5.14 describe the Kelvin scale of temperature and be able to convert between the Kelvin
and Celsius scales
Please ignore the Fahrenheit and Rankine bit.
To convert from Kelvin to Celsius and back, just use:
K = °C + 273.15
°C = K - 273.15

5.15 understand that an increase in temperature results in an increase in the speed of gas
So just understand that increasing temperature means that the gas molecules move faster. This is because a larger amount of thermal energy is converted to kinetic energy of the air molecules. (i.e. the gas molecules have more kinetic energy). This will cause the molecules to move faster.

5.16 understand that the Kelvin temperature of the gas is proportional to the average
kinetic energy of its molecules (Single science)

5.17 describe the qualitative relationship between pressure and Kelvin temperature for a
gas in a sealed container
So you know that a rise in temperature of air causes an increase in the speed of the air molecules. The air molecules will then bombard the walls of the container more vigorously and more frequently. This means that the average force acting on the inside wall of the container due to the air molecules increases. As the volume of the container is fixed, this will result in an increase in pressure inside the container.

5.18 use the relationship between the pressure and Kelvin temperature of a fixed
mass of gas at constant volume: (single science)

p1/T1 = p2/T2

5.19 use the relationship between the pressure and volume of a fixed mass of gas at
constant temperature:
p1V1 = p2V2

Boyle's Law: pV=k (k is a constant)
This is when the temperature is kept constant.
This means that pressure is indirectly proportional to volume. i.e. p ∝ 1/V
So when a graph of p against V is plotted, you get a smooth curve. But if you plot p against 1/V, a straight line is obtained. 

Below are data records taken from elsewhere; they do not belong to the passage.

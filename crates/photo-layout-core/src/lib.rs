//! Layout engine for printing repeated photos on a fixed-size page.
//!
//! - Strategies: Grid (row-major shelf), Compact (binary space partition, largest first),
//!   Adaptive (group by size, one grid block per group)
//! - Engine: `LayoutEngine` holds the selected strategy and recomputes layouts; no I/O
//! - Data model is serde-serializable; a JSON exporter is provided for renderers.
//!
//! Quick example:
//! ```
//! use photo_layout_core::prelude::*;
//!
//! let engine = LayoutEngine::default();
//! let page = engine.page(210.0, 297.0);
//! let specs = vec![PhotoSpec::new("me", 25.0, 35.0, 8)];
//! let result = engine.recompute(&page, &MarginConfig::gap(2.0), &specs);
//! assert_eq!(result.total_placed(), 8);
//! ```

pub mod config;
pub mod engine;
pub mod error;
pub mod expand;
pub mod export;
pub mod model;
pub mod presets;
pub mod strategy;
pub mod units;

pub use config::*;
pub use engine::*;
pub use error::*;
pub use expand::*;
pub use export::*;
pub use model::*;
pub use units::*;

/// Convenience prelude for common types and functions.
/// Importing `photo_layout_core::prelude::*` brings the primary APIs into scope.
pub mod prelude {
    pub use crate::config::{LayoutConfig, LayoutConfigBuilder, StrategyKind};
    pub use crate::engine::{LayoutEngine, LayoutRun};
    pub use crate::error::{LayoutError, Result};
    pub use crate::export::to_json;
    pub use crate::model::{
        LayoutPosition, LayoutResult, LayoutStats, MarginConfig, PageGeometry, PageMargin,
        PhotoMargin, PhotoPlacement, PhotoSize, PhotoSpec, PlacementReport, PxRect,
    };
    pub use crate::presets::{PagePreset, PhotoSizePreset, page_preset, photo_size_preset};
    pub use crate::units::{Resolution, mm_to_pixels};
}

I'll explain this relationship to help you understand:
If you halve the volume of a container, you're doubling the number of molecules per unit volume. --> The same number of molecules have to occupy a space half the original size. 
This would mean that the frequency of collisions of the molecules with the walls of the container will also be doubled. Hence the pressure will double. 

If the whole inverse thing confuses you, just remember the original equation pV=k. I'll admit the inverse stuff sometimes confuses me too. :/
pV=k, so to maintain a constant, if you increase volume, pressure decreases. And if you decrease volume, pressure increases. I find this easier to understand. :D

Tuesday, 8 May 2012

Change of state

I don't understand why this is highlighted bold in the specification, showing that it's for Single Science, because this is so simple. 

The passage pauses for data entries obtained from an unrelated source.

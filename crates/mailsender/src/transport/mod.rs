//! Session and transport abstractions.
//!
//! A [`Session`] hands out a fresh [`Transport`] for every send, configured
//! from a [`SessionConfig`]. The default session, [`SmtpSession`], talks
//! SMTP through `lettre`; tests and alternative backends provide their own.

mod smtp;

use std::collections::BTreeMap;
use std::fmt;
use std::sync::Arc;
use std::time::Duration;

use lettre::Address;

use crate::config::{Security, SmtpConfig};
use crate::error::MailError;
use crate::event::{ConnectionEvent, ConnectionListener, TransportEvent, TransportListener};
use crate::message::OutgoingMessage;

pub use smtp::{SmtpSession, SmtpTransport};

/// Protocol name recorded in every session configuration.
pub const SMTP_PROTOCOL: &str = "smtp";

/// Property overriding the name announced in EHLO.
pub const HELLO_NAME_PROPERTY: &str = "smtp.hello_name";

/// Resolved configuration for a single send.
#[derive(Debug, Clone, PartialEq, Eq)]
pub struct SessionConfig {
    /// Server hostname.
    pub host: String,
    /// Server port.
    pub port: u16,
    /// Security mode.
    pub security: Security,
    /// Transport protocol name.
    pub protocol: String,
    /// Sender address, if set.
    pub from: Option<String>,
    /// Connection and command timeout.
    pub timeout: Duration,
    /// Additional properties for custom transports.
    pub properties: BTreeMap<String, String>,
}

impl SessionConfig {
    /// Builds the configuration for a send from `config` and the sender address.
    #[must_use]
    pub fn new(config: &SmtpConfig, from: Option<&str>) -> Self {
        Self {
            host: config.host.clone(),
            port: config.effective_port(),
            security: config.security,
            protocol: SMTP_PROTOCOL.to_string(),
            from: from.map(str::to_string),
            timeout: config.timeout(),
            properties: BTreeMap::new(),
        }
    }

    /// Returns a property.
    #[must_use]
    pub fn property(&self, key: &str) -> Option<&str> {
        self.properties.get(key).map(String::as_str)
    }

    /// Sets a property, returning the previous value.
    pub fn set_property(
        &mut self,
        key: impl Into<String>,
        value: impl Into<String>,
    ) -> Option<String> {
        self.properties.insert(key.into(), value.into())
    }
}

/// User name and password for SMTP authentication.
#[derive(Clone, PartialEq, Eq)]
pub struct Credentials {
    username: String,
    password: String,
}

impl Credentials {
    /// Creates credentials.
    #[must_use]
    pub fn new(username: impl Into<String>, password: impl Into<String>) -> Self {
        Self {
            username: username.into(),
            password: password.into(),
        }
    }

    /// The user name.
    #[must_use]
    pub fn username(&self) -> &str {
        &self.username
    }

    /// The password.
    #[must_use]
    pub fn password(&self) -> &str {
        &self.password
    }
}

impl fmt::Debug for Credentials {
    fn fmt(&self, f: &mut fmt::Formatter<'_>) -> fmt::Result {
        f.debug_struct("Credentials")
            .field("username", &self.username)
            .field("password", &"<redacted>")
            .finish()
    }
}

impl From<&Credentials> for lettre::transport::smtp::authentication::Credentials {
    fn from(credentials: &Credentials) -> Self {
        Self::new(credentials.username.clone(), credentials.password.clone())
    }
}

/// Supplies credentials when a transport connects.
pub trait CredentialProvider {
    /// Credentials to authenticate with, or `None` to skip authentication.
    fn credentials(&self) -> Option<Credentials>;
}

impl CredentialProvider for Credentials {
    fn credentials(&self) -> Option<Credentials> {
        Some(self.clone())
    }
}

/// Creates transports.
pub trait Session {
    /// Returns a new, unconnected transport for `config`.
    ///
    /// # Errors
    ///
    /// Returns an error if no transport can be created for the configuration.
    fn transport(&self, config: &SessionConfig) -> Result<Box<dyn Transport>, MailError>;
}

/// A connection able to deliver one or more messages.
///
/// Implementations notify registered listeners through
/// [`ListenerSet`]: connection events on connect and close, one transport
/// event per [`send_message`](Transport::send_message).
pub trait Transport {
    /// Registers a delivery listener.
    fn add_transport_listener(&mut self, listener: Arc<dyn TransportListener>);

    /// Registers a connection listener.
    fn add_connection_listener(&mut self, listener: Arc<dyn ConnectionListener>);

    /// Opens the connection, authenticating when credentials are given.
    ///
    /// # Errors
    ///
    /// Returns an error if the server cannot be reached or rejects the login.
    fn connect(&mut self, credentials: Option<&Credentials>) -> Result<(), MailError>;

    /// Returns true while the connection is open.
    fn is_connected(&self) -> bool;

    /// Sends `message` to `recipients`.
    ///
    /// # Errors
    ///
    /// Returns an error if the transport is not connected or delivery fails.
    fn send_message(
        &mut self,
        message: &OutgoingMessage,
        recipients: &[Address],
    ) -> Result<(), MailError>;

    /// Closes the connection. Closing an unconnected transport is a no-op.
    ///
    /// # Errors
    ///
    /// Returns an error if the server does not acknowledge the close.
    fn close(&mut self) -> Result<(), MailError>;
}

/// Listeners registered on a transport.
#[derive(Default, Clone)]
pub struct ListenerSet {
    transport: Vec<Arc<dyn TransportListener>>,
    connection: Vec<Arc<dyn ConnectionListener>>,
}

impl ListenerSet {
    /// Creates an empty set.
    #[must_use]
    pub fn new() -> Self {
        Self::default()
    }

    /// Adds a delivery listener.
    pub fn add_transport_listener(&mut self, listener: Arc<dyn TransportListener>) {
        self.transport.push(listener);
    }

    /// Adds a connection listener.
    pub fn add_connection_listener(&mut self, listener: Arc<dyn ConnectionListener>) {
        self.connection.push(listener);
    }

    /// Number of delivery listeners.
    #[must_use]
    pub fn transport_listener_count(&self) -> usize {
        self.transport.len()
    }

    /// Number of connection listeners.
    #[must_use]
    pub fn connection_listener_count(&self) -> usize {
        self.connection.len()
    }

    /// Notifies every delivery listener, in registration order.
    pub fn notify_transport(&self, event: &TransportEvent) {
        for listener in &self.transport {
            listener.on_event(event);
        }
    }

    /// Notifies every connection listener, in registration order.
    pub fn notify_connection(&self, event: ConnectionEvent) {
        for listener in &self.connection {
            listener.on_event(event);
        }
    }
}

impl fmt::Debug for ListenerSet {
    fn fmt(&self, f: &mut fmt::Formatter<'_>) -> fmt::Result {
        f.debug_struct("ListenerSet")
            .field("transport", &self.transport.len())
            .field("connection", &self.connection.len())
            .finish()
    }
}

5.7 understand that a substance can change state from solid to liquid by the process  of melting

5.8 understand that a substance can change state from liquid to gas by the process of evaporation or boiling

5.9 recall that particles in a liquid have a random motion within a close-packed irregular structure

5.10 recall that particles in a solid vibrate about fixed positions within a close-packed regular structure

State of matter
Arrangement of particles
Movement of particles

  • Closely packed together, usually in a regular pattern, occupying minimum space.

  • This results in solids having high densities.

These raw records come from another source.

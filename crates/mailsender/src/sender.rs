//! The mutable message builder.

use std::fmt;
use std::path::{Path, PathBuf};
use std::sync::Arc;

use crate::config::SmtpConfig;
use crate::event::{ConnectionListener, TransportListener};
use crate::hooks::{NoopHooks, SendHooks};
use crate::part::{self, BodyMode, BodyPartFactory, MimeTypedContent};
use crate::store::{MultiMap, OrderedSet};
use crate::transport::{CredentialProvider, Session, SmtpSession};

/// Subject used until one is set.
pub const NO_SUBJECT: &str = "no subject";

/// Fluent builder for a multipart message, sent with [`MailSender::send`].
///
/// A sender targets one SMTP host. Message state accumulates through the
/// `add_*`/`set_*` calls, survives [`send`](MailSender::send), and is cleared
/// with [`reset`](MailSender::reset). A sender is meant to be driven by a
/// single flow; share it across threads only behind external locking.
///
/// ```ignore
/// let mut sender = MailSender::with_login("smtp.example.com", "me", "secret");
/// sender
///     .set_from("me@example.com")
///     .set_subject("Weekly report")
///     .add_recipient("team@example.com")
///     .add_text("See attached.")
///     .add_file("report.pdf");
/// sender.send()?;
/// ```
pub struct MailSender {
    pub(crate) config: SmtpConfig,
    pub(crate) credentials: Option<Box<dyn CredentialProvider>>,
    pub(crate) session: Box<dyn Session>,
    pub(crate) hooks: Box<dyn SendHooks>,
    pub(crate) factory: BodyPartFactory,
    pub(crate) mode: BodyMode,
    pub(crate) text: String,
    pub(crate) subject: String,
    pub(crate) from: Option<String>,
    pub(crate) files: MultiMap<String, PathBuf>,
    pub(crate) file_contents: MultiMap<String, MimeTypedContent>,
    pub(crate) images: MultiMap<String, PathBuf>,
    pub(crate) image_contents: MultiMap<String, MimeTypedContent>,
    pub(crate) recipients: OrderedSet<String>,
    pub(crate) recipients_cc: OrderedSet<String>,
    pub(crate) recipients_bcc: OrderedSet<String>,
    pub(crate) transport_listeners: Vec<Arc<dyn TransportListener>>,
    pub(crate) connection_listeners: Vec<Arc<dyn ConnectionListener>>,
}

impl MailSender {
    /// Creates a sender for `host` without authentication.
    #[must_use]
    pub fn new(host: impl Into<String>) -> Self {
        Self::from_config(SmtpConfig::new(host))
    }

    /// Creates a sender for `host` authenticating with a login and password.
    #[must_use]
    pub fn with_login(
        host: impl Into<String>,
        login: impl Into<String>,
        password: impl Into<String>,
    ) -> Self {
        Self::from_config(SmtpConfig::new(host).with_login(login, password))
    }

    /// Creates a sender for `host` asking `provider` for credentials on connect.
    #[must_use]
    pub fn with_credential_provider(
        host: impl Into<String>,
        provider: impl CredentialProvider + 'static,
    ) -> Self {
        let mut sender = Self::new(host);
        sender.credentials = Some(Box::new(provider));
        sender
    }

    /// Creates a sender from a full server configuration.
    #[must_use]
    pub fn from_config(config: SmtpConfig) -> Self {
        let credentials = config
            .credentials()
            .map(|c| Box::new(c) as Box<dyn CredentialProvider>);
        Self {
            config,
            credentials,
            session: Box::new(SmtpSession),
            hooks: Box::new(NoopHooks),
            factory: BodyPartFactory,
            mode: BodyMode::default(),
            text: String::new(),
            subject: NO_SUBJECT.to_string(),
            from: None,
            files: MultiMap::new(),
            file_contents: MultiMap::new(),
            images: MultiMap::new(),
            image_contents: MultiMap::new(),
            recipients: OrderedSet::new(),
            recipients_cc: OrderedSet::new(),
            recipients_bcc: OrderedSet::new(),
            transport_listeners: Vec::new(),
            connection_listeners: Vec::new(),
        }
    }

    /// Replaces the session that creates transports.
    #[must_use]
    pub fn with_session(mut self, session: impl Session + 'static) -> Self {
        self.session = Box::new(session);
        self
    }

    /// Installs send hooks.
    #[must_use]
    pub fn with_hooks(mut self, hooks: impl SendHooks + 'static) -> Self {
        self.hooks = Box::new(hooks);
        self
    }

    // Body

    /// Appends to the body text.
    pub fn add_text(&mut self, text: &str) -> &mut Self {
        self.text.push_str(text);
        self
    }

    /// Renders the body as `text/plain`.
    pub fn set_text_mode(&mut self) -> &mut Self {
        self.mode = BodyMode::Text;
        self
    }

    /// Renders the body as `text/html`.
    pub fn set_html_mode(&mut self) -> &mut Self {
        self.mode = BodyMode::Html;
        self
    }

    // Attachments

    /// Attaches a file under its own file name.
    ///
    /// Paths without a file name (empty, `..`) are ignored.
    pub fn add_file(&mut self, path: impl AsRef<Path>) -> &mut Self {
        let path = path.as_ref();
        if let Some(name) = part::file_name(path) {
            self.files.put_value(name, path.to_path_buf());
        }
        self
    }

    /// Attaches a file under `name`. Several files may share a name.
    pub fn add_named_file(&mut self, name: impl Into<String>, path: impl Into<PathBuf>) -> &mut Self {
        self.files.put_value(name.into(), path.into());
        self
    }

    /// Attaches a copy of `content` under `name`.
    pub fn add_file_content(
        &mut self,
        name: impl Into<String>,
        content: &[u8],
        mime_type: impl Into<String>,
    ) -> &mut Self {
        self.file_contents
            .put_value(name.into(), MimeTypedContent::new(content, mime_type));
        self
    }

    /// Embeds an image file referenced as `cid:<content_id>` and switches to HTML.
    ///
    /// A later image with the same content-id replaces this one.
    pub fn add_image(&mut self, content_id: impl Into<String>, path: impl Into<PathBuf>) -> &mut Self {
        let content_id = content_id.into();
        self.image_contents.remove(&content_id);
        self.images.replace(content_id, path.into());
        self.set_html_mode()
    }

    /// Embeds a copy of image bytes referenced as `cid:<content_id>` and switches to HTML.
    ///
    /// A later image with the same content-id replaces this one.
    pub fn add_image_content(
        &mut self,
        content_id: impl Into<String>,
        content: &[u8],
        mime_type: impl Into<String>,
    ) -> &mut Self {
        let content_id = content_id.into();
        self.images.remove(&content_id);
        self.image_contents
            .replace(content_id, MimeTypedContent::new(content, mime_type));
        self.set_html_mode()
    }

    // Recipients

    /// Adds a recipient. Adding an address twice has no effect.
    pub fn add_recipient(&mut self, address: impl Into<String>) -> &mut Self {
        self.recipients.insert(address.into());
        self
    }

    /// Adds a CC recipient.
    pub fn add_recipient_cc(&mut self, address: impl Into<String>) -> &mut Self {
        self.recipients_cc.insert(address.into());
        self
    }

    /// Adds a BCC recipient.
    pub fn add_recipient_bcc(&mut self, address: impl Into<String>) -> &mut Self {
        self.recipients_bcc.insert(address.into());
        self
    }

    /// Adds several recipients.
    pub fn add_recipients<I, S>(&mut self, addresses: I) -> &mut Self
    where
        I: IntoIterator<Item = S>,
        S: Into<String>,
    {
        self.recipients.extend(addresses.into_iter().map(Into::into));
        self
    }

    /// Adds several CC recipients.
    pub fn add_recipients_cc<I, S>(&mut self, addresses: I) -> &mut Self
    where
        I: IntoIterator<Item = S>,
        S: Into<String>,
    {
        self.recipients_cc.extend(addresses.into_iter().map(Into::into));
        self
    }

    /// Adds several BCC recipients.
    pub fn add_recipients_bcc<I, S>(&mut self, addresses: I) -> &mut Self
    where
        I: IntoIterator<Item = S>,
        S: Into<String>,
    {
        self.recipients_bcc.extend(addresses.into_iter().map(Into::into));
        self
    }

    /// Replaces the recipients.
    pub fn set_recipients<I, S>(&mut self, addresses: I) -> &mut Self
    where
        I: IntoIterator<Item = S>,
        S: Into<String>,
    {
        self.recipients.clear();
        self.add_recipients(addresses)
    }

    /// Replaces the CC recipients.
    pub fn set_recipients_cc<I, S>(&mut self, addresses: I) -> &mut Self
    where
        I: IntoIterator<Item = S>,
        S: Into<String>,
    {
        self.recipients_cc.clear();
        self.add_recipients_cc(addresses)
    }

    /// Replaces the BCC recipients.
    pub fn set_recipients_bcc<I, S>(&mut self, addresses: I) -> &mut Self
    where
        I: IntoIterator<Item = S>,
        S: Into<String>,
    {
        self.recipients_bcc.clear();
        self.add_recipients_bcc(addresses)
    }

    /// Removes a recipient if present.
    pub fn remove_recipient(&mut self, address: &str) -> &mut Self {
        self.recipients.remove(&address.to_string());
        self
    }

    /// Removes a CC recipient if present.
    pub fn remove_recipient_cc(&mut self, address: &str) -> &mut Self {
        self.recipients_cc.remove(&address.to_string());
        self
    }

    /// Removes a BCC recipient if present.
    pub fn remove_recipient_bcc(&mut self, address: &str) -> &mut Self {
        self.recipients_bcc.remove(&address.to_string());
        self
    }

    // Envelope

    /// Sets the sender address.
    pub fn set_from(&mut self, address: impl Into<String>) -> &mut Self {
        self.from = Some(address.into());
        self
    }

    /// Sets the subject; `None` restores [`NO_SUBJECT`].
    pub fn set_subject<'a>(&mut self, subject: impl Into<Option<&'a str>>) -> &mut Self {
        self.subject = subject.into().unwrap_or(NO_SUBJECT).to_string();
        self
    }

    // Listeners

    /// Registers a delivery listener for subsequent sends.
    pub fn add_transport_listener(&mut self, listener: Arc<dyn TransportListener>) -> &mut Self {
        self.transport_listeners.push(listener);
        self
    }

    /// Registers a connection listener for subsequent sends.
    pub fn add_connection_listener(&mut self, listener: Arc<dyn ConnectionListener>) -> &mut Self {
        self.connection_listeners.push(listener);
        self
    }

    /// Clears the message state.
    ///
    /// Text, attachments, images, recipients and listeners are emptied, the
    /// subject goes back to [`NO_SUBJECT`] and the sender is unset. The server
    /// configuration, credentials, session, hooks and body mode are kept.
    pub fn reset(&mut self) -> &mut Self {
        self.text.clear();
        self.files.clear();
        self.file_contents.clear();
        self.images.clear();
        self.image_contents.clear();
        self.recipients.clear();
        self.recipients_cc.clear();
        self.recipients_bcc.clear();
        self.transport_listeners.clear();
        self.connection_listeners.clear();
        self.subject = NO_SUBJECT.to_string();
        self.from = None;
        self
    }

    // Accessors

    /// Server configuration.
    #[must_use]
    pub const fn config(&self) -> &SmtpConfig {
        &self.config
    }

    /// Returns true if a credential provider is configured.
    #[must_use]
    pub const fn has_credentials(&self) -> bool {
        self.credentials.is_some()
    }

    /// Subject.
    #[must_use]
    pub fn subject(&self) -> &str {
        &self.subject
    }

    /// Sender address.
    #[must_use]
    pub fn from(&self) -> Option<&str> {
        self.from.as_deref()
    }

    /// Accumulated body text.
    #[must_use]
    pub fn text(&self) -> &str {
        &self.text
    }

    /// Body mode.
    #[must_use]
    pub const fn mode(&self) -> BodyMode {
        self.mode
    }

    /// Recipients.
    #[must_use]
    pub const fn recipients(&self) -> &OrderedSet<String> {
        &self.recipients
    }

    /// CC recipients.
    #[must_use]
    pub const fn recipients_cc(&self) -> &OrderedSet<String> {
        &self.recipients_cc
    }

    /// BCC recipients.
    #[must_use]
    pub const fn recipients_bcc(&self) -> &OrderedSet<String> {
        &self.recipients_bcc
    }

    /// File attachments by name.
    #[must_use]
    pub const fn files(&self) -> &MultiMap<String, PathBuf> {
        &self.files
    }

    /// In-memory attachments by name.
    #[must_use]
    pub const fn file_contents(&self) -> &MultiMap<String, MimeTypedContent> {
        &self.file_contents
    }

    /// Image files by content-id.
    #[must_use]
    pub const fn images(&self) -> &MultiMap<String, PathBuf> {
        &self.images
    }

    /// In-memory images by content-id.
    #[must_use]
    pub const fn image_contents(&self) -> &MultiMap<String, MimeTypedContent> {
        &self.image_contents
    }

    /// Number of registered delivery listeners.
    #[must_use]
    pub fn transport_listener_count(&self) -> usize {
        self.transport_listeners.len()
    }

    /// Number of registered connection listeners.
    #[must_use]
    pub fn connection_listener_count(&self) -> usize {
        self.connection_listeners.len()
    }
}

impl fmt::Debug for MailSender {
    fn fmt(&self, f: &mut fmt::Formatter<'_>) -> fmt::Result {
        f.debug_struct("MailSender")
            .field("host", &self.config.host)
            .field("port", &self.config.effective_port())
            .field("credentials", &self.credentials.is_some())
            .field("mode", &self.mode)
            .field("subject", &self.subject)
            .field("from", &self.from)
            .field("recipients", &self.recipients)
            .field("recipients_cc", &self.recipients_cc)
            .field("recipients_bcc", &self.recipients_bcc)
            .field("files", &self.files.value_count())
            .field("file_contents", &self.file_contents.value_count())
            .field("images", &self.images.len())
            .field("image_contents", &self.image_contents.len())
            .field("transport_listeners", &self.transport_listeners.len())
            .field("connection_listeners", &self.connection_listeners.len())
            .finish_non_exhaustive()
    }
}

impl fmt::Display for MailSender {
    fn fmt(&self, f: &mut fmt::Formatter<'_>) -> fmt::Result {
        writeln!(f, "MailSender {{")?;
        writeln!(f, "\tsubject: {}", self.subject)?;
        writeln!(f, "\tfrom: {}", self.from.as_deref().unwrap_or("none"))?;
        writeln!(f, "\ttext: {}", self.text)?;
        writeln!(f, "\trecipients: {}", self.recipients)?;
        writeln!(f, "\trecipients CC: {}", self.recipients_cc)?;
        writeln!(f, "\trecipients BCC: {}", self.recipients_bcc)?;

        writeln!(f, "\tfiles attachments:")?;
        for (name, path) in self.files.values() {
            writeln!(f, "\t\t{name}: {}", path.display())?;
        }
        writeln!(f, "\tdata attachments:")?;
        for (name, content) in self.file_contents.values() {
            writeln!(f, "\t\t{name}: {}", content.mime_type)?;
        }

        writeln!(f, "\tmode: {}", self.mode)?;
        write!(f, "}}")
    }
}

  • Vibrate about fixed positions only. Held in position by very strong intermolecular bonds.
  • This explains why solids have fixed volumes and shapes.

  • Randomly arranged with the particles slightly further apart as compared to that of solids.
  • This results in liquids having  relatively high densities.

  • Free to move about but confined within the vessel containing it. Have attractive forces between particles.
  • This explains why liquids have fixed volume but will take the shape of vessels containing them.

  • Very far apart. Particles are randomly arranged and will occupy any available space.
  • This results in gases having very low densities.

  • Particles have very little attraction between them and move about randomly at very high speed.
  • This explains why gases have no fixed volume and shape, and why they are highly compressible.